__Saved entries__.
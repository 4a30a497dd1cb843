//! Logging macros
//!
//! Thin wrappers over the process-wide default logger. Fields are given
//! as `"key" => value` pairs; values are anything convertible into a
//! [`FieldValue`](crate::FieldValue). Without field pairs the trailing
//! arguments are `format!` arguments. The macros return the logger's
//! `Result`, so call sites decide whether a write failure matters.
//!
//! ```no_run
//! wirelog::info!("server started")?;
//! wirelog::info!("listening on port {}", 8080)?;
//! wirelog::warn!("slow query", "duration_ms" => 1250_u64, "table" => "users")?;
//! # Ok::<(), wirelog::LoggerError>(())
//! ```

/// Emit a record at an explicit level through the default logger.
#[macro_export]
macro_rules! log {
    ($level:expr, $msg:expr) => {
        $crate::global::log($level, $msg)
    };
    ($level:expr, $msg:expr, $($key:expr => $value:expr),+ $(,)?) => {
        $crate::global::log_with_fields(
            $level,
            $msg,
            &[$($crate::Field::new($key, $value)),+],
        )
    };
    ($level:expr, $fmt:expr, $($arg:expr),+ $(,)?) => {
        $crate::global::log($level, format!($fmt, $($arg),+))
    };
}

#[macro_export]
macro_rules! debug {
    ($($arg:tt)+) => { $crate::log!($crate::Level::Debug, $($arg)+) };
}

#[macro_export]
macro_rules! info {
    ($($arg:tt)+) => { $crate::log!($crate::Level::Info, $($arg)+) };
}

#[macro_export]
macro_rules! warn {
    ($($arg:tt)+) => { $crate::log!($crate::Level::Warn, $($arg)+) };
}

#[macro_export]
macro_rules! error {
    ($($arg:tt)+) => { $crate::log!($crate::Level::Error, $($arg)+) };
}

#[macro_export]
macro_rules! fatal {
    ($($arg:tt)+) => { $crate::log!($crate::Level::Fatal, $($arg)+) };
}
//! Log record structure

use super::field::Field;
use super::level::Level;
use chrono::{DateTime, TimeZone, Utc};
use serde::{Deserialize, Serialize};

/// One structured log event prior to encoding.
///
/// A record is ephemeral: it is created at the logging call site and owned
/// by the calling thread (sync path) or the queue slot (async path) until
/// it has been encoded.
#[derive(Debug, Clone, PartialEq, Serialize, Deserialize)]
pub struct Record {
    pub timestamp: DateTime<Utc>,
    pub level: Level,
    pub message: String,
    pub fields: Vec<Field>,
}

impl Record {
    /// Sanitize a log message to prevent log injection attacks.
    ///
    /// Replaces newlines, carriage returns, and tabs with escape sequences
    /// so a message cannot forge additional log lines.
    fn sanitize_message(message: &str) -> String {
        message
            .replace('\n', "\\n")
            .replace('\r', "\\r")
            .replace('\t', "\\t")
    }

    pub fn new(level: Level, message: impl Into<String>) -> Self {
        let message = message.into();
        Self {
            timestamp: Utc::now(),
            level,
            message: Self::sanitize_message(&message),
            fields: Vec::new(),
        }
    }

    pub fn with_fields(mut self, fields: &[Field]) -> Self {
        self.fields = fields.to_vec();
        self
    }

    /// Rebuild a record from decoded wire data. Timestamps on the wire
    /// carry whole seconds only.
    pub fn from_wire_parts(
        timestamp_secs: u64,
        level: Level,
        message: String,
        fields: Vec<Field>,
    ) -> Self {
        let timestamp = Utc
            .timestamp_opt(timestamp_secs as i64, 0)
            .single()
            .unwrap_or_default();
        Self {
            timestamp,
            level,
            message,
            fields,
        }
    }

    /// Whole seconds since the Unix epoch, as carried by the binary format.
    pub fn timestamp_secs(&self) -> u64 {
        self.timestamp.timestamp().max(0) as u64
    }
}

#[cfg(test)]
mod tests {
    use super::*;
    use crate::core::field::FieldValue;

    #[test]
    fn test_message_sanitization() {
        let record = Record::new(Level::Info, "line one\nFAKE [ERROR] injected\r\tend");
        assert_eq!(record.message, "line one\\nFAKE [ERROR] injected\\r\\tend");
        assert!(!record.message.contains('\n'));
    }

    #[test]
    fn test_fields_preserve_order() {
        let fields = vec![
            Field::new("z", 1_i64),
            Field::new("a", 2_i64),
            Field::new("z", 3_i64),
        ];
        let record = Record::new(Level::Debug, "ordered").with_fields(&fields);
        assert_eq!(record.fields.len(), 3);
        assert_eq!(record.fields[0].key, "z");
        assert_eq!(record.fields[1].key, "a");
        assert_eq!(record.fields[2].value, FieldValue::Int(3));
    }

    #[test]
    fn test_from_wire_parts() {
        let record = Record::from_wire_parts(1_736_332_245, Level::Warn, "resumed".into(), vec![]);
        assert_eq!(record.timestamp_secs(), 1_736_332_245);
        assert_eq!(record.level, Level::Warn);
        assert!(record.fields.is_empty());
    }
}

__Exercise details__. Set the records down again in full, exactly as they read.

__Exercise response__.
repository 4a30a497dd1cb843
//! Logging macros
//!
//! Thin wrappers over the process-wide default logger. Fields are given
//! as `"key" => value` pairs; values are anything convertible into a
//! [`FieldValue`](crate::FieldValue). Without field pairs the trailing
//! arguments are `format!` arguments. The macros return the logger's
//! `Result`, so call sites decide whether a write failure matters.
//!
//! ```no_run
//! wirelog::info!("server started")?;
//! wirelog::info!("listening on port {}", 8080)?;
//! wirelog::warn!("slow query", "duration_ms" => 1250_u64, "table" => "users")?;
//! # Ok::<(), wirelog::LoggerError>(())
//! ```

/// Emit a record at an explicit level through the default logger.
#[macro_export]
macro_rules! log {
    ($level:expr, $msg:expr) => {
        $crate::global::log($level, $msg)
    };
    ($level:expr, $msg:expr, $($key:expr => $value:expr),+ $(,)?) => {
        $crate::global::log_with_fields(
            $level,
            $msg,
            &[$($crate::Field::new($key, $value)),+],
        )
    };
    ($level:expr, $fmt:expr, $($arg:expr),+ $(,)?) => {
        $crate::global::log($level, format!($fmt, $($arg),+))
    };
}

#[macro_export]
macro_rules! debug {
    ($($arg:tt)+) => { $crate::log!($crate::Level::Debug, $($arg)+) };
}

#[macro_export]
macro_rules! info {
    ($($arg:tt)+) => { $crate::log!($crate::Level::Info, $($arg)+) };
}

#[macro_export]
macro_rules! warn {
    ($($arg:tt)+) => { $crate::log!($crate::Level::Warn, $($arg)+) };
}

#[macro_export]
macro_rules! error {
    ($($arg:tt)+) => { $crate::log!($crate::Level::Error, $($arg)+) };
}

#[macro_export]
macro_rules! fatal {
    ($($arg:tt)+) => { $crate::log!($crate::Level::Fatal, $($arg)+) };
}
//! Log record structure

use super::field::Field;
use super::level::Level;
use chrono::{DateTime, TimeZone, Utc};
use serde::{Deserialize, Serialize};

/// One structured log event prior to encoding.
///
/// A record is ephemeral: it is created at the logging call site and owned
/// by the calling thread (sync path) or the queue slot (async path) until
/// it has been encoded.
#[derive(Debug, Clone, PartialEq, Serialize, Deserialize)]
pub struct Record {
    pub timestamp: DateTime<Utc>,
    pub level: Level,
    pub message: String,
    pub fields: Vec<Field>,
}

impl Record {
    /// Sanitize a log message to prevent log injection attacks.
    ///
    /// Replaces newlines, carriage returns, and tabs with escape sequences
    /// so a message cannot forge additional log lines.
    fn sanitize_message(message: &str) -> String {
        message
            .replace('\n', "\\n")
            .replace('\r', "\\r")
            .replace('\t', "\\t")
    }

    pub fn new(level: Level, message: impl Into<String>) -> Self {
        let message = message.into();
        Self {
            timestamp: Utc::now(),
            level,
            message: Self::sanitize_message(&message),
            fields: Vec::new(),
        }
    }

    pub fn with_fields(mut self, fields: &[Field]) -> Self {
        self.fields = fields.to_vec();
        self
    }

    /// Rebuild a record from decoded wire data. Timestamps on the wire
    /// carry whole seconds only.
    pub fn from_wire_parts(
        timestamp_secs: u64,
        level: Level,
        message: String,
        fields: Vec<Field>,
    ) -> Self {
        let timestamp = Utc
            .timestamp_opt(timestamp_secs as i64, 0)
            .single()
            .unwrap_or_default();
        Self {
            timestamp,
            level,
            message,
            fields,
        }
    }

    /// Whole seconds since the Unix epoch, as carried by the binary format.
    pub fn timestamp_secs(&self) -> u64 {
        self.timestamp.timestamp().max(0) as u64
    }
}

#[cfg(test)]
mod tests {
    use super::*;
    use crate::core::field::FieldValue;

    #[test]
    fn test_message_sanitization() {
        let record = Record::new(Level::Info, "line one\nFAKE [ERROR] injected\r\tend");
        assert_eq!(record.message, "line one\\nFAKE [ERROR] injected\\r\\tend");
        assert!(!record.message.contains('\n'));
    }

    #[test]
    fn test_fields_preserve_order() {
        let fields = vec![
            Field::new("z", 1_i64),
            Field::new("a", 2_i64),
            Field::new("z", 3_i64),
        ];
        let record = Record::new(Level::Debug, "ordered").with_fields(&fields);
        assert_eq!(record.fields.len(), 3);
        assert_eq!(record.fields[0].key, "z");
        assert_eq!(record.fields[1].key, "a");
        assert_eq!(record.fields[2].value, FieldValue::Int(3));
    }

    #[test]
    fn test_from_wire_parts() {
        let record = Record::from_wire_parts(1_736_332_245, Level::Warn, "resumed".into(), vec![]);
        assert_eq!(record.timestamp_secs(), 1_736_332_245);
        assert_eq!(record.level, Level::Warn);
        assert!(record.fields.is_empty());
    }
}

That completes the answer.